**Work order**
Search the entries below for "found" and copy each matching line.

(Source material begins)

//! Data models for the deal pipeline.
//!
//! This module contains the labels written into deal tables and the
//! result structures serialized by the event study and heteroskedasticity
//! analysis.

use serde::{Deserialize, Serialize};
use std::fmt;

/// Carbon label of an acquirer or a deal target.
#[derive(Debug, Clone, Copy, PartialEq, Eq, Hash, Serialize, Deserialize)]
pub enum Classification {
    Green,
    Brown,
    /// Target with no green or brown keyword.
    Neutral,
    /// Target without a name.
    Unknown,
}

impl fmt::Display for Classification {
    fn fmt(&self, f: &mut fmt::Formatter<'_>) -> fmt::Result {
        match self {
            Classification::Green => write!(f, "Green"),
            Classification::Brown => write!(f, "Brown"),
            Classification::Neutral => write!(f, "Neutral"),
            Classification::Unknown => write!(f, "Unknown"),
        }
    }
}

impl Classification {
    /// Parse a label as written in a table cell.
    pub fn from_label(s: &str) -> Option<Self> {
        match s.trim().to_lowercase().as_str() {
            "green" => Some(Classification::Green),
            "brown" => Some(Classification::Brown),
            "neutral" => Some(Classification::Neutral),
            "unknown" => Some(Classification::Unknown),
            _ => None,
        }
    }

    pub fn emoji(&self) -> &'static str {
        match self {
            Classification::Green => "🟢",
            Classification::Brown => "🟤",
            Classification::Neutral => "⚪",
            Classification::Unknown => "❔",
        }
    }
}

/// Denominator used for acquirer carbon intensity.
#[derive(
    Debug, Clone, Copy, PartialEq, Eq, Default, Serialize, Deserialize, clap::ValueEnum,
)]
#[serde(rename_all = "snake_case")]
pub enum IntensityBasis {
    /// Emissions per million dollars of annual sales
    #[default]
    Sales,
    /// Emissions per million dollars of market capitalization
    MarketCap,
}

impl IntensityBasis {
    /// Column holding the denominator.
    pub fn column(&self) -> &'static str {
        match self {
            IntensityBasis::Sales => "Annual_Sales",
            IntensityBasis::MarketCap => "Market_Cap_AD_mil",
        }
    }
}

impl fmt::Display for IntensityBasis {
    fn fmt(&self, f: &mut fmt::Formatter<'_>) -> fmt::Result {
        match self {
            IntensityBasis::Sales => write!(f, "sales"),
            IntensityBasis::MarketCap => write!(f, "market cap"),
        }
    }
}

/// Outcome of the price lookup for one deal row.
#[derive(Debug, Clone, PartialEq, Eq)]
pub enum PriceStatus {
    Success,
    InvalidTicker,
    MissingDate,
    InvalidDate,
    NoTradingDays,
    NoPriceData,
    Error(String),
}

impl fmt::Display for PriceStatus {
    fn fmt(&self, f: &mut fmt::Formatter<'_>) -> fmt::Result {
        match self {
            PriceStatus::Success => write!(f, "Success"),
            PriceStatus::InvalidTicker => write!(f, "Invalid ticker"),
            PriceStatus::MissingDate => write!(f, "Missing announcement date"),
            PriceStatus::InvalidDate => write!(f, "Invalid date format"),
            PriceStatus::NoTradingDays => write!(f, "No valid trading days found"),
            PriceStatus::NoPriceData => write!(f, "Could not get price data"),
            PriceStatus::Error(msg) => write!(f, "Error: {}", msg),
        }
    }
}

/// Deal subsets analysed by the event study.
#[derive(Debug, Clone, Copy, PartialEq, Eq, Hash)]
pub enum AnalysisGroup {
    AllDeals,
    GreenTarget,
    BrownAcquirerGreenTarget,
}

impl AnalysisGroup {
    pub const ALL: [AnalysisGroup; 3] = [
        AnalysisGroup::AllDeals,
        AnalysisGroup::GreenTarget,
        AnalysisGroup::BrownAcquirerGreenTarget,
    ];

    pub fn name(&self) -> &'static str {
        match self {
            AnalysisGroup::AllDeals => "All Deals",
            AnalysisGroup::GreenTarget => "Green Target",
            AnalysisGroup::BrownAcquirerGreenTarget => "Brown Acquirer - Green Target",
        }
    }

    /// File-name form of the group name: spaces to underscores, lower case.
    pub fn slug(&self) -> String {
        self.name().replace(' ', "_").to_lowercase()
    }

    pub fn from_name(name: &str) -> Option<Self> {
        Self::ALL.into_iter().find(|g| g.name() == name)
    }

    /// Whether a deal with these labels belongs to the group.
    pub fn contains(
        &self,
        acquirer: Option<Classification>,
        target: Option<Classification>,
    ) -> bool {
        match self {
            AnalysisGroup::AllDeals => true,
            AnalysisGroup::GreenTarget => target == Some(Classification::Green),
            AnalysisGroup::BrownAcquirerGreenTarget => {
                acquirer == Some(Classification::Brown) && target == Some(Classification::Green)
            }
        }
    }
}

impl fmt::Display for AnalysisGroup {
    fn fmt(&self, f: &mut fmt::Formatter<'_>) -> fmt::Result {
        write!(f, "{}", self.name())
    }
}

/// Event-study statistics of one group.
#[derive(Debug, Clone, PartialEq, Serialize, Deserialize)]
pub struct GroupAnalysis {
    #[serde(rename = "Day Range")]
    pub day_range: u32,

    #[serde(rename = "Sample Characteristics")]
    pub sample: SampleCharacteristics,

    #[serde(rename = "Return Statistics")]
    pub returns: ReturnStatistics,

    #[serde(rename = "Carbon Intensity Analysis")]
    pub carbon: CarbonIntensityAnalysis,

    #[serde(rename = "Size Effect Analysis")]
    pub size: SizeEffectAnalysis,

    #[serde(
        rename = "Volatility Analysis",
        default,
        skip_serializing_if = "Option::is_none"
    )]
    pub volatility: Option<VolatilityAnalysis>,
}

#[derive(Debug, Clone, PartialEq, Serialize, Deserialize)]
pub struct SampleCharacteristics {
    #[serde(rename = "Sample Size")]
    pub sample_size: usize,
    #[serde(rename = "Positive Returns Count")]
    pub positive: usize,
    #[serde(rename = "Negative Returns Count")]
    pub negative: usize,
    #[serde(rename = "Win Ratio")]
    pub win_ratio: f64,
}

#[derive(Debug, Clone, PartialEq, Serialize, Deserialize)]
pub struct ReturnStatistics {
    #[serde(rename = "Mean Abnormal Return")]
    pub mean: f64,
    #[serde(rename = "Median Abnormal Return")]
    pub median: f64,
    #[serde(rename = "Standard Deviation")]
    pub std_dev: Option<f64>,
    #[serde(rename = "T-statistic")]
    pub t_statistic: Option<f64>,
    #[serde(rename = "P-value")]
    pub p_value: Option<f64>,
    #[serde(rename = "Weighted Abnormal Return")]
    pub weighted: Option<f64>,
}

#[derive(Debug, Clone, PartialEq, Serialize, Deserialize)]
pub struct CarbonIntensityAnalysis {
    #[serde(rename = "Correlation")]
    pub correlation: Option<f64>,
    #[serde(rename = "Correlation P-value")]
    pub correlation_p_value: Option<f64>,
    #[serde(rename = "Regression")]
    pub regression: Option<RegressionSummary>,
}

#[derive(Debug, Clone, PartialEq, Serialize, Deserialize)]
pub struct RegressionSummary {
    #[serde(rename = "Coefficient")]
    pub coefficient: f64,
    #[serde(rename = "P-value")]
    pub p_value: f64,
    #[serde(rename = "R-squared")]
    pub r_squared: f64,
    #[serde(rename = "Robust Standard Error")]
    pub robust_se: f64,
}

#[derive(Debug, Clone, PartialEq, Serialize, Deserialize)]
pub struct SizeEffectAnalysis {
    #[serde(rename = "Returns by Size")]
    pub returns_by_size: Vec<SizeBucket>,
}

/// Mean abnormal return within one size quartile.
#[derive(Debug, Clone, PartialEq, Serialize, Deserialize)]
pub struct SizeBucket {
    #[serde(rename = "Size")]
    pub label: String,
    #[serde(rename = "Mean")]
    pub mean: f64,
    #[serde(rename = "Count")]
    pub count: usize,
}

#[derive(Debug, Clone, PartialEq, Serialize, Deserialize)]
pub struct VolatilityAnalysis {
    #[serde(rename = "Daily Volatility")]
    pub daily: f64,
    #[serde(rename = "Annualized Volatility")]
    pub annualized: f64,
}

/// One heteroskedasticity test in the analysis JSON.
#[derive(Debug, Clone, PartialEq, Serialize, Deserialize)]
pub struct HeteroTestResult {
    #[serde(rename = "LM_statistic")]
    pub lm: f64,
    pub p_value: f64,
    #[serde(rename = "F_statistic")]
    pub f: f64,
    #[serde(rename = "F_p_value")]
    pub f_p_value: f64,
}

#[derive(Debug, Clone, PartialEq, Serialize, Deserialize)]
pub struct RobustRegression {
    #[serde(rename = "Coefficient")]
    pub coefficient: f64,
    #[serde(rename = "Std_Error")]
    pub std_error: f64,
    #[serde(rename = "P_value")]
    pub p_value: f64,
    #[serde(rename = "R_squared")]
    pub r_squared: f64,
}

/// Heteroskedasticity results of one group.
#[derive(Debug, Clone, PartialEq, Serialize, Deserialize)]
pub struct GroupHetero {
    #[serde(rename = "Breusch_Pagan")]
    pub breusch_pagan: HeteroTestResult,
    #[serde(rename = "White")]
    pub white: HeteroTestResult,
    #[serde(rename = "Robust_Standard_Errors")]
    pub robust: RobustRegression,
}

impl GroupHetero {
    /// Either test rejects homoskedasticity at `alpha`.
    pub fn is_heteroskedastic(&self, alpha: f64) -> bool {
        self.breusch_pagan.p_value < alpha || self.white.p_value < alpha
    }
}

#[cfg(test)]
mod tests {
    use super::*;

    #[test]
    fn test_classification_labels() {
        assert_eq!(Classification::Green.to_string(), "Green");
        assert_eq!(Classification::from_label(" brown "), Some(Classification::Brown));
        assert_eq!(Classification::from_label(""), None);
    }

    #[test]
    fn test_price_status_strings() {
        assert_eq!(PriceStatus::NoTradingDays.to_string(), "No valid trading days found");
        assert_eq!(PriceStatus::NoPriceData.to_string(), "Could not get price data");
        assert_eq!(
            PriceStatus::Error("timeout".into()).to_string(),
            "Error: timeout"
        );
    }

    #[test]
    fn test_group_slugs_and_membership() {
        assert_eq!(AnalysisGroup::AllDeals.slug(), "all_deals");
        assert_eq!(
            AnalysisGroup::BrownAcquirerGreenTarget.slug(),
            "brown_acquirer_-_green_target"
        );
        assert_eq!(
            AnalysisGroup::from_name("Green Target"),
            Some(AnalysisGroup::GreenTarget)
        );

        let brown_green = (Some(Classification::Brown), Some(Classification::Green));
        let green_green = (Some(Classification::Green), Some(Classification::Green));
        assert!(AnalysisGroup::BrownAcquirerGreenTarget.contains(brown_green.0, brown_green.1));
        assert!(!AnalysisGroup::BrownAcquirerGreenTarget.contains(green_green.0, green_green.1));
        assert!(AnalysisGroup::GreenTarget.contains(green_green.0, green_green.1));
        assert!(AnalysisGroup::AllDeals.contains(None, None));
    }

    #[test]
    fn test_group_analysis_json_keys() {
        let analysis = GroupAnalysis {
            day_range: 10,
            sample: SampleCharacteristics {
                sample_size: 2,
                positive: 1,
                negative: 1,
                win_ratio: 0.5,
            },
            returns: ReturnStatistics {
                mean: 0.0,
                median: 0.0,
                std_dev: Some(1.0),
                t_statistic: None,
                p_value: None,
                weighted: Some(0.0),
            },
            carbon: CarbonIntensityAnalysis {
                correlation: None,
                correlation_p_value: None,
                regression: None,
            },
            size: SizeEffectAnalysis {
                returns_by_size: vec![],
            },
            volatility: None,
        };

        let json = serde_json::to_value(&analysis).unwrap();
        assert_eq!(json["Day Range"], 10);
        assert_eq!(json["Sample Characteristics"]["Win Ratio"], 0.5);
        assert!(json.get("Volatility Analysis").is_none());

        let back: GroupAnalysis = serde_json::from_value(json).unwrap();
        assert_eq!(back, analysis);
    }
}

(Source material ends)

**Expected answer**
            PriceStatus::NoTradingDays => write!(f, "No valid trading days found"),
        assert_eq!(PriceStatus::NoTradingDays.to_string(), "No valid trading days found");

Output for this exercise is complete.